Infectious complication rates following prostate biopsies continue to increase despite decreased use of the procedures, a new study confirms.
Jim C. Hu MD MPH, of Weill Cornell Medical College in New York, and colleagues reported that the rates of infection within 30 days of prostate biopsy increased from 2.6% to 3.5% from 2011 to 2014 in New York State, based on data from patients of all ages and payment modalities. Complication rates were higher for transrectal than transperineal biopsies. Rates did not differ between initial and repeat biopsies.
Writing in The Journal of Urology (in press), Dr Hu’s team said that although recent data have shown an increasing proportion of prostate biopsies for active surveillance, and, therefore, likely repeat procedures, “this cannot account for the ongoing trend, as repeat PNBx does not appear to carry an increased risk of complication, consistent with prior studies. More likely, higher infectious complications can be attributed to rising anti-microbial resistance, which has been documented both in the US and abroad.”
The study included 9472 men who underwent transrectal biopsy and 421 who underwent transperineal biopsy. In multivariable analysis, diabetes and recent hospitalizations each was associated with twice the risk of infections. The median cost of treating an infectious complication was $4,129.
The investigators found the transperineal approach to be protective. Compared with transperineal biopsy, transrectal biopsy was associated with nearly 3.5 times increased odds of infection.
“While the advantage of this approach must be weighed against costs and patient inconvenience, transperineal PNBx may offer an underutilized means of reducing complications on a national level, particularly among higher-risk patients such as diabetics or the immuno-compromised,” Dr Hu and colleagues wrote. No differences were found between approaches for urinary retention.
In line with findings from European studies, men with diabetes had nearly twice the risk of infections.
Use of targeted prophylaxis for appropriate patients needs to increase, the investigators stated. Clinicians employed targeted prophylaxis with pre-biopsy rectal swab and culture less than 1% of the time in the current study, although some underestimation may have occurred.

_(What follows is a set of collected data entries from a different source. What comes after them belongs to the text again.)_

//! Seedup CLI - Postgres migration ordering, history flattening and seed data

use anyhow::Result;
use clap::Parser;
use env_logger::Env;
use tokio_util::sync::CancellationToken;

mod cli;
mod commands;
mod context;

use cli::{Cli, Commands};
use commands::{check, common, db, dbml, flatten, migrate, seed};
use context::RuntimeContext;

#[tokio::main]
async fn main() -> std::process::ExitCode {
    let cli = Cli::parse();

    let default_level = if cli.global.verbose { "debug" } else { "info" };
    env_logger::Builder::from_env(Env::default().default_filter_or(default_level))
        .format_timestamp(None)
        .format_target(false)
        .init();

    let cancel = CancellationToken::new();
    let on_signal = cancel.clone();
    tokio::spawn(async move {
        if tokio::signal::ctrl_c().await.is_ok() {
            log::debug!("Interrupt received, cancelling");
            on_signal.cancel();
        }
    });

    match run(&cli, cancel).await {
        Ok(()) => std::process::ExitCode::SUCCESS,
        Err(err) => std::process::ExitCode::from(common::exit_code_for(&err)),
    }
}

async fn run(cli: &Cli, cancel: CancellationToken) -> Result<()> {
    let ctx = RuntimeContext::new(&cli.global, cancel)?;

    match &cli.command {
        Commands::Check(args) => check::execute(args, &ctx).await,
        Commands::Flatten => flatten::execute(&ctx).await,
        Commands::Migrate(args) => migrate::execute(args, &ctx).await,
        Commands::Seed(args) => seed::execute(args, &ctx).await,
        Commands::Db(args) => db::execute(args, &ctx).await,
        Commands::Dbml(args) => dbml::execute(args, &ctx).await,
    }
}
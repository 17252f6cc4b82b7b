//! Migration directory model
//!
//! A migrations directory holds SQL files named `<version>_<slug>.sql`, where
//! `version` is a [`MigrationVersion`]. The directory is mutated externally
//! (checkouts, flattening), so listings are never cached.

use crate::error::{CoreError, CoreResult};
use crate::version::MigrationVersion;
use regex::Regex;
use std::path::{Path, PathBuf};
use std::sync::OnceLock;

/// Glob matching every migration candidate inside a directory.
pub const MIGRATION_GLOB: &str = "*.sql";

static MIGRATION_NAME_RE: OnceLock<Regex> = OnceLock::new();

fn migration_name_regex() -> &'static Regex {
    MIGRATION_NAME_RE
        .get_or_init(|| Regex::new(r"^(\d{14})_([^/]+)\.sql$").expect("valid regex"))
}

/// A migration file on disk
#[derive(Debug, Clone, PartialEq, Eq)]
pub struct MigrationFile {
    pub version: MigrationVersion,
    pub slug: String,
    pub path: PathBuf,
}

impl MigrationFile {
    /// Build from a path whose file name follows the migration convention.
    pub fn from_path(path: impl Into<PathBuf>) -> CoreResult<Self> {
        let path = path.into();
        let name = file_name(&path);
        let (version, slug) = split_file_name(&name)?;
        Ok(Self {
            version,
            slug,
            path,
        })
    }

    /// `<version>_<slug>.sql`
    pub fn file_name(&self) -> String {
        format!("{}_{}.sql", self.version, self.slug)
    }
}

/// Split `<version>_<slug>.sql` into its parts.
pub fn split_file_name(name: &str) -> CoreResult<(MigrationVersion, String)> {
    let caps = migration_name_regex()
        .captures(name)
        .ok_or_else(|| CoreError::InvalidMigrationName {
            name: name.to_string(),
        })?;
    let version = MigrationVersion::parse(&caps[1])?;
    Ok((version, caps[2].to_string()))
}

/// Whether `name` is a well-formed migration file name.
pub fn is_migration_file_name(name: &str) -> bool {
    migration_name_regex().is_match(name)
}

/// Final path component as a string, independent of how the path was rooted.
///
/// Git reports repository-relative paths while directory listings carry the
/// caller's prefix; comparing by this value makes both agree.
pub fn file_name(path: &Path) -> String {
    path.file_name()
        .map(|n| n.to_string_lossy().into_owned())
        .unwrap_or_default()
}

/// List every migration in `dir`, newest first.
///
/// Ties on version are broken by slug. Files not following the naming
/// convention are skipped.
pub fn list_all(dir: &Path) -> CoreResult<Vec<MigrationFile>> {
    let entries = std::fs::read_dir(dir).map_err(|e| CoreError::DirectoryError {
        path: dir.display().to_string(),
        source: e,
    })?;

    let mut files = Vec::new();
    for entry in entries {
        let entry = entry.map_err(|e| CoreError::DirectoryError {
            path: dir.display().to_string(),
            source: e,
        })?;
        let path = entry.path();
        if !path.is_file() {
            continue;
        }
        match MigrationFile::from_path(&path) {
            Ok(file) => files.push(file),
            Err(_) => log::debug!("Skipping non-migration file {}", path.display()),
        }
    }

    sort_descending(&mut files);
    Ok(files)
}

/// Sort newest first, ties broken by slug.
pub fn sort_descending(files: &mut [MigrationFile]) {
    files.sort_by(|a, b| (&b.version, &b.slug).cmp(&(&a.version, &a.slug)));
}

#[cfg(test)]
#[path = "migration_test.rs"]
mod tests;
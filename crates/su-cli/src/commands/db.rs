//! Db command implementation

use anyhow::{Context, Result};
use std::path::{Path, PathBuf};
use su_core::list_all;
use su_seed::apply::read_seed_dir;

use crate::cli::{DbArgs, DbCommands, DbDropArgs, DbSetupArgs};
use crate::commands::common::confirm;
use crate::context::RuntimeContext;

/// Execute the db command
pub(crate) async fn execute(args: &DbArgs, ctx: &RuntimeContext) -> Result<()> {
    let admin_url = args.admin_url.as_deref();
    match &args.command {
        DbCommands::Create => execute_create(admin_url, ctx).await,
        DbCommands::Drop(drop) => execute_drop(drop, admin_url, ctx).await,
        DbCommands::Setup(setup) => execute_setup(setup, admin_url, ctx).await,
    }
}

async fn execute_create(admin_url: Option<&str>, ctx: &RuntimeContext) -> Result<()> {
    let admin = ctx.admin(admin_url)?;
    let created = admin
        .create_database()
        .await
        .context("Failed to create database")?;

    if created {
        println!("Database '{}' created successfully.", admin.database());
    } else {
        println!("Database '{}' already exists.", admin.database());
    }
    Ok(())
}

async fn execute_drop(args: &DbDropArgs, admin_url: Option<&str>, ctx: &RuntimeContext) -> Result<()> {
    let admin = ctx.admin(admin_url)?;
    if !args.force && !confirm(&format!("Drop database '{}'?", admin.database()))? {
        println!("Aborted.");
        return Ok(());
    }

    admin
        .drop_database()
        .await
        .context("Failed to drop database")?;
    println!("Database '{}' dropped.", admin.database());
    Ok(())
}

/// What `db setup` does after the database exists
#[derive(Debug, PartialEq, Eq)]
enum SetupPlan {
    /// Restore the seed set, which migrates around the load itself
    Seed(PathBuf),
    /// Apply every migration
    Migrate,
    Nothing,
}

fn setup_plan(args: &DbSetupArgs, seed_root: &Path, migrations_dir: &Path) -> Result<SetupPlan> {
    if !args.skip_seed {
        match &args.seed_name {
            Some(name) => {
                let seed_dir = seed_root.join(name.as_str());
                if read_seed_dir(&seed_dir)?.is_empty() {
                    println!(
                        "No seed CSV files found in '{}', skipping seeds",
                        seed_dir.display()
                    );
                } else {
                    return Ok(SetupPlan::Seed(seed_dir));
                }
            }
            None => println!("No --seed-name provided, skipping seeds"),
        }
    }

    let has_migrations = migrations_dir.is_dir() && !list_all(migrations_dir)?.is_empty();
    if has_migrations {
        Ok(SetupPlan::Migrate)
    } else {
        println!("No migration files found, skipping migrations");
        Ok(SetupPlan::Nothing)
    }
}

async fn execute_setup(
    args: &DbSetupArgs,
    admin_url: Option<&str>,
    ctx: &RuntimeContext,
) -> Result<()> {
    let url = ctx.database_url()?;
    let admin = ctx.admin(admin_url)?;
    let migrations_dir = &ctx.settings.migrations_dir;

    if !args.force
        && !confirm(&format!(
            "This will DROP and recreate database '{}'. Continue?",
            admin.database()
        ))?
    {
        println!("Aborted.");
        return Ok(());
    }

    // Validate seed files before anything is dropped.
    let plan = setup_plan(args, &ctx.settings.seed_dir, migrations_dir)?;

    // The owner role must exist before the database is recreated for it.
    println!("Creating user '{}' if not exists...", admin.user());
    admin.create_user().await.context("Failed to create user")?;

    println!("Dropping database '{}' if exists...", admin.database());
    admin
        .drop_database()
        .await
        .context("Failed to drop database")?;

    println!("Creating database '{}'...", admin.database());
    admin
        .create_database()
        .await
        .context("Failed to create database")?;

    println!("Setting up permissions...");
    admin
        .grant_permissions()
        .await
        .context("Failed to grant permissions")?;

    match plan {
        SetupPlan::Seed(seed_dir) => {
            println!("Applying seeds from '{}'...", seed_dir.display());
            ctx.seeder()
                .apply(url, migrations_dir, &seed_dir)
                .await
                .context("Failed to apply seeds")?;
        }
        SetupPlan::Migrate => {
            println!("Running migrations...");
            ctx.runner()
                .apply_all(url, migrations_dir)
                .await
                .context("Failed to run migrations")?;
        }
        SetupPlan::Nothing => {}
    }

    println!("Database setup completed successfully.");
    Ok(())
}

The most common reasons for prostate biopsy were elevated PSA and active surveillance, with abnormal digital rectal exam and atypia representing less than 5% of indications.
Commenting on the study, Franklin C. Lowe, MD, MPH, professor of urology at Albert Einstein School of Medicine in New York, stated that it has always been known that perineal biopsy of the prostate has a lower post-procedure infection rate than transrectal biopsy. “However, with the advent of transrectal ultrasound-guided biopsy, this became the preferred biopsy technique,” Dr Lowe told Renal & Urology News. “For many years the infection rate was low due to the use of ciprofloxacin prophylaxis. The increase in urinary infections and sepsis post transrectal biopsy are mainly due to the increased percentage of patients who have ciprofloxacin-resistant organisms.”
Consequently, Dr Lowe said, alterations in prophylaxis regimen are needed. Various changes include performing pre-biopsy rectal cultures to determine appropriate coverage; use of pre-biopsy betadine enemas; and adding an aminoglycoside or third-generation cephalosporin at the time of biopsy. Recent antibiotic usage, recent hospitalization, and diabetes mellitus are associated with increased risk of infection when only ciprofloxacin prophylaxis is used, he stated.
1. Halpern JA, Sedrakyan A, Dinerman B, Hsu WC, Mao J, Hu JC, Indications, Utilization, and Complications Following Prostate Biopsy: a New York State Analysis, J Urol, doi: 10.1016/j.juro.2016.11.081. In press.